初恋?…一体いつのことなんだろうか。
僕たち妖怪にとって、時間なんて正直大したものじゃない。
一日は24時間、人間の平均寿命は約80歳。でも僕らはそもそも人間じゃないから。
もう100年なんて余裕で過ぎてしまった僕の初恋なんて、ノイズだらけで記憶の端にあって。
確かなのは、その初恋の相手は傘だったことだけ。
僕の住む村には、妖怪しかいない。
そう、人間なんか一人もいない。
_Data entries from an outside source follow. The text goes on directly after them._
//! Supplier scoring.
//!
//! The composite score and the accuracy, delivery and incident metrics are
//! deterministic. Order counts are drawn from the caller's RNG; seed it to
//! reproduce them.

use rand::{Rng, RngCore};

use crate::types::{Supplier, SupplierScore, SupplierStatus};

/// Score every supplier starts from before penalties.
const BASE_SCORE: i32 = 80;

/// Order totals are drawn from this range.
const ORDER_RANGE: std::ops::Range<u32> = 100..600;

/// Fraction of orders fulfilled is drawn from this range.
const FULFILMENT_RANGE: std::ops::Range<f64> = 0.75..0.95;

/// Composite 0-100 score from phantom stock, status and utilization.
pub fn base_supplier_score(supplier: &Supplier) -> u8 {
    let phantom = supplier.phantom_stock_percentage;
    let mut score = BASE_SCORE;

    if phantom > 20.0 {
        score -= 25;
    } else if phantom > 10.0 {
        score -= 15;
    } else if phantom > 5.0 {
        score -= 5;
    }

    match supplier.status {
        SupplierStatus::Disrupted => score -= 20,
        SupplierStatus::AtRisk => score -= 10,
        _ => {}
    }

    if supplier.current_utilization > 95.0 {
        score -= 5;
    }

    score.clamp(0, 100) as u8
}

/// Score a supplier.
///
/// `total_orders` and `fulfilled_orders` are random and unsuitable for
/// exact-output assertions unless `rng` is seeded.
pub fn score_supplier(supplier: &Supplier, rng: &mut dyn RngCore) -> SupplierScore {
    let phantom = supplier.phantom_stock_percentage;

    let accuracy_rate = (100.0 - phantom).round().clamp(0.0, 100.0) as u32;
    let delivery_on_time = if supplier.lead_time_days > 7 { 75 } else { 85 };
    let phantom_stock_incidents = if phantom > 10.0 {
        (phantom / 5.0).ceil() as u32
    } else {
        0
    };

    let total_orders = rng.gen_range(ORDER_RANGE);
    let fulfilment = rng.gen_range(FULFILMENT_RANGE);
    let fulfilled_orders = (f64::from(total_orders) * fulfilment).floor() as u32;

    let score = SupplierScore {
        name: supplier.name.clone(),
        score: base_supplier_score(supplier),
        accuracy_rate,
        delivery_on_time,
        phantom_stock_incidents,
        total_orders,
        fulfilled_orders,
    };

    tracing::debug!(
        supplier = %supplier.name,
        score = score.score,
        incidents = score.phantom_stock_incidents,
        "Scored supplier"
    );

    score
}

#[cfg(test)]
mod tests {
    use super::*;
    use crate::types::fixtures::supplier;
    use rand::rngs::StdRng;
    use rand::SeedableRng;

    #[test]
    fn test_clean_supplier_scores_base() {
        assert_eq!(base_supplier_score(&supplier()), 80);
    }

    #[test]
    fn test_penalties_stack() {
        let mut s = supplier();
        s.phantom_stock_percentage = 25.0;
        s.status = SupplierStatus::Disrupted;
        s.current_utilization = 97.0;

        // 80 - 25 - 20 - 5
        assert_eq!(base_supplier_score(&s), 30);
    }

    #[test]
    fn test_phantom_bands() {
        let mut s = supplier();
        s.phantom_stock_percentage = 20.0;
        assert_eq!(base_supplier_score(&s), 65);
        s.phantom_stock_percentage = 10.0;
        assert_eq!(base_supplier_score(&s), 75);
        s.phantom_stock_percentage = 5.0;
        assert_eq!(base_supplier_score(&s), 80);
    }

    #[test]
    fn test_deterministic_metrics() {
        let mut s = supplier();
        s.phantom_stock_percentage = 22.0;
        s.lead_time_days = 9;

        let mut rng = StdRng::seed_from_u64(7);
        let score = score_supplier(&s, &mut rng);

        assert_eq!(score.accuracy_rate, 78);
        assert_eq!(score.delivery_on_time, 75);
        assert_eq!(score.phantom_stock_incidents, 5);
    }

    #[test]
    fn test_order_counts_within_ranges() {
        let mut rng = StdRng::seed_from_u64(42);
        for _ in 0..100 {
            let score = score_supplier(&supplier(), &mut rng);
            assert!((100..600).contains(&score.total_orders));
            assert!(score.fulfilled_orders <= score.total_orders);
            assert!(score.fulfilled_orders * 100 >= score.total_orders * 75 - 100);
        }
    }

    #[test]
    fn test_same_seed_same_orders() {
        let a = score_supplier(&supplier(), &mut StdRng::seed_from_u64(9));
        let b = score_supplier(&supplier(), &mut StdRng::seed_from_u64(9));
        assert_eq!(a, b);
    }
}
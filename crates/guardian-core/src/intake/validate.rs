//! Field validation for submitted forms.
//!
//! The classifiers downstream are total, so nothing here is needed for
//! safety. Validation exists so that a malformed submission is rejected with
//! the offending field named instead of silently classified as worst case.

use chrono::{DateTime, NaiveDate};
use std::str::FromStr;
use thiserror::Error;

use super::form::{RoadForm, SupplyForm};
use crate::types::{
    PotholeStatus, Region, SupplierStatus, SupplierTier, UnknownVariant,
};

/// A rejected form field.
#[derive(Error, Debug, Clone, PartialEq, Eq)]
#[error("Invalid field '{field}': {reason}")]
pub struct ValidationError {
    pub field: String,
    pub reason: String,
}

impl ValidationError {
    pub fn new(field: impl Into<String>, reason: impl Into<String>) -> Self {
        Self {
            field: field.into(),
            reason: reason.into(),
        }
    }
}

/// Typed, checked contents of a [`RoadForm`].
#[derive(Debug, Clone, PartialEq)]
pub struct RoadFields {
    pub pothole_id: String,
    pub location: String,
    pub region: Region,
    pub date_reported: NaiveDate,
    pub contractor: String,
    pub expected_sla_days: u32,
    pub status: PotholeStatus,
    pub previous_repairs: bool,
    pub days_since_last_repair: Option<u32>,
    pub monsoon_impact: bool,
}

/// Typed, checked contents of a [`SupplyForm`].
#[derive(Debug, Clone, PartialEq)]
pub struct SupplyFields {
    pub supplier_id: String,
    pub name: String,
    pub tier: SupplierTier,
    pub region: Region,
    pub reported_stock: u64,
    pub actual_stock: Option<u64>,
    pub production_capacity: u64,
    pub current_utilization: f64,
    pub lead_time_days: u32,
    pub status: SupplierStatus,
    pub last_audit_date: NaiveDate,
    pub regional_factors: Vec<String>,
}

impl RoadForm {
    /// Check every field, returning the first failure.
    pub fn validate(&self) -> Result<RoadFields, ValidationError> {
        Ok(RoadFields {
            pothole_id: self.pothole_id.trim().to_string(),
            location: require_text("location", &self.location)?,
            region: Region::new(
                require_text("city", &self.city)?,
                require_text("state", &self.state)?,
            ),
            date_reported: parse_date("date_reported", &self.date_reported)?,
            contractor: require_text("contractor", &self.contractor)?,
            expected_sla_days: require_positive("expected_sla_days", self.expected_sla_days)?,
            status: parse_enum("status", &self.status)?,
            previous_repairs: self.previous_repairs,
            days_since_last_repair: self
                .days_since_last_repair
                .map(|days| require_count("days_since_last_repair", days))
                .transpose()?,
            monsoon_impact: self.monsoon_impact,
        })
    }
}

impl SupplyForm {
    /// Check every field, returning the first failure.
    pub fn validate(&self) -> Result<SupplyFields, ValidationError> {
        Ok(SupplyFields {
            supplier_id: self.supplier_id.trim().to_string(),
            name: require_text("supplier_name", &self.supplier_name)?,
            tier: parse_enum("tier", &self.tier)?,
            region: Region::new(
                require_text("city", &self.city)?,
                require_text("state", &self.state)?,
            ),
            reported_stock: require_quantity("reported_stock", self.reported_stock)?,
            actual_stock: self
                .actual_stock
                .map(|stock| require_quantity("actual_stock", stock))
                .transpose()?,
            production_capacity: require_quantity(
                "production_capacity",
                self.production_capacity,
            )?,
            current_utilization: require_percentage(
                "current_utilization",
                self.current_utilization,
            )?,
            lead_time_days: require_count("lead_time_days", self.lead_time_days)?,
            status: parse_enum("status", &self.status)?,
            last_audit_date: parse_date("last_audit_date", &self.last_audit_date)?,
            regional_factors: self
                .regional_factors
                .iter()
                .map(|factor| factor.trim())
                .filter(|factor| !factor.is_empty())
                .map(str::to_string)
                .collect(),
        })
    }
}

fn require_text(field: &str, value: &str) -> Result<String, ValidationError> {
    let trimmed = value.trim();
    if trimmed.is_empty() {
        return Err(ValidationError::new(field, "must not be empty"));
    }
    Ok(trimmed.to_string())
}

fn require_positive(field: &str, value: i64) -> Result<u32, ValidationError> {
    if value <= 0 {
        return Err(ValidationError::new(
            field,
            format!("must be positive, got {}", value),
        ));
    }
    require_count(field, value)
}

fn require_count(field: &str, value: i64) -> Result<u32, ValidationError> {
    u32::try_from(value).map_err(|_| {
        ValidationError::new(field, format!("must be between 0 and {}, got {}", u32::MAX, value))
    })
}

fn require_quantity(field: &str, value: i64) -> Result<u64, ValidationError> {
    u64::try_from(value)
        .map_err(|_| ValidationError::new(field, format!("must not be negative, got {}", value)))
}

fn require_percentage(field: &str, value: f64) -> Result<f64, ValidationError> {
    if !value.is_finite() || value < 0.0 {
        return Err(ValidationError::new(
            field,
            format!("must be a non-negative percentage, got {}", value),
        ));
    }
    Ok(value)
}

fn parse_enum<T>(field: &str, value: &str) -> Result<T, ValidationError>
where
    T: FromStr<Err = UnknownVariant>,
{
    value
        .trim()
        .parse()
        .map_err(|e: UnknownVariant| ValidationError::new(field, e.to_string()))
}

/// Accepts `YYYY-MM-DD` or a full RFC 3339 timestamp.
fn parse_date(field: &str, value: &str) -> Result<NaiveDate, ValidationError> {
    let trimmed = value.trim();

    NaiveDate::parse_from_str(trimmed, "%Y-%m-%d")
        .or_else(|_| DateTime::parse_from_rfc3339(trimmed).map(|dt| dt.date_naive()))
        .map_err(|_| {
            ValidationError::new(field, format!("expected YYYY-MM-DD, got '{}'", value))
        })
}
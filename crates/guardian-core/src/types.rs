//! Core types for Guardian analyses.
//!
//! These are plain value records. The engine builds them fresh on every
//! analysis run and never mutates them afterwards; the calling layer owns
//! any collections it keeps between runs.

use chrono::{DateTime, NaiveDate, Utc};
use serde::{Deserialize, Serialize};
use std::fmt;
use std::str::FromStr;
use thiserror::Error;

use crate::classify::RECURRENCE_WINDOW_DAYS;
use crate::messages::{format_count, Vars};

/// Raised when a string does not name a known enum variant.
#[derive(Error, Debug, Clone, PartialEq, Eq)]
#[error("unknown {kind} '{value}'")]
pub struct UnknownVariant {
    pub kind: &'static str,
    pub value: String,
}

impl UnknownVariant {
    fn new(kind: &'static str, value: &str) -> Self {
        Self {
            kind,
            value: value.to_string(),
        }
    }
}

/// Product variant an analysis belongs to.
#[derive(Debug, Clone, Copy, PartialEq, Eq, PartialOrd, Ord, Hash, Serialize, Deserialize)]
#[serde(rename_all = "snake_case")]
pub enum Project {
    /// Urban road and pothole tracking
    RoadGuardian,
    /// Supply-chain phantom stock tracking
    PhantomX,
}

impl Project {
    pub fn as_str(&self) -> &'static str {
        match self {
            Project::RoadGuardian => "road_guardian",
            Project::PhantomX => "phantom_x",
        }
    }
}

impl fmt::Display for Project {
    fn fmt(&self, f: &mut fmt::Formatter<'_>) -> fmt::Result {
        f.write_str(self.as_str())
    }
}

/// Lifecycle of a reported pothole.
#[derive(Debug, Clone, Copy, PartialEq, Eq, PartialOrd, Ord, Hash, Serialize, Deserialize)]
#[serde(rename_all = "snake_case")]
pub enum PotholeStatus {
    Reported,
    Assigned,
    InProgress,
    Repaired,
    Closed,
}

impl PotholeStatus {
    /// All stages in lifecycle order.
    pub const ORDER: [PotholeStatus; 5] = [
        PotholeStatus::Reported,
        PotholeStatus::Assigned,
        PotholeStatus::InProgress,
        PotholeStatus::Repaired,
        PotholeStatus::Closed,
    ];

    pub fn as_str(&self) -> &'static str {
        match self {
            PotholeStatus::Reported => "reported",
            PotholeStatus::Assigned => "assigned",
            PotholeStatus::InProgress => "in_progress",
            PotholeStatus::Repaired => "repaired",
            PotholeStatus::Closed => "closed",
        }
    }

    /// Position in the lifecycle, starting at 0 for `Reported`.
    pub fn stage(&self) -> usize {
        match self {
            PotholeStatus::Reported => 0,
            PotholeStatus::Assigned => 1,
            PotholeStatus::InProgress => 2,
            PotholeStatus::Repaired => 3,
            PotholeStatus::Closed => 4,
        }
    }

    pub fn is_repaired(&self) -> bool {
        matches!(self, PotholeStatus::Repaired | PotholeStatus::Closed)
    }
}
物心ついたときからそうだったからなんの疑問も無いけれど。
毎日同じ人たちと顔を合わせて。
そんな毎日が少し飽き飽きで、つまらなくて。
だからちょっとだけ、ほんのちょっとの時間だけ。
人間のいるところにいってみたんだ。
そこはとってもにぎやかで、村とは比べ物にならないくらいの人の数。
とにかく感激したのを覚えてる。
けれどなんだかとっても冷たくて。
顔見知りだろう人同士が遭遇しても、ちょっとの挨拶と一言の会話だけで終わってしまうんだ。
「(…怖い)」
幼いながらにそう思った。
それからどれくらい居たかは分からないけれど、急に天気が悪くなってきて。
僕は傘の妖怪だから大丈夫。
そうしていつも過ごしているから、なにも気にしていなかったのだけれど。
「風邪、ひいちゃうよ」
そういって差し出してくれた真っ赤な傘。
でもサイズはちっちゃくて。
なんでこんな大人の人がちっちゃい傘もってるの?
そんな疑問を頭に浮かべてるうちに、その人はぼくにその傘を渡して走り去ってしまったんだ。
その傘は僕を雨から守ってくれて。
傘なのに傘に守られてどうするんだ、なんて思ったけれど。
こころが少しきゅんとしたのはほんとう。
「………おかしい」
「え?」
「ぜぇーっっっったいおかしい!!!!なんでそこで傘に恋しちゃうわけ!!?馬鹿なの!?しぬの!?ふつーはその傘渡してくれた人に恋するもんでしょ!!!!」
「いやいやいや顔も大した覚えてないのにどうやって恋するんだ…」
「ほんっっっと男って馬鹿ね!!!それだから男は嫌いなんだよ!!妙な性癖持ちやがって!!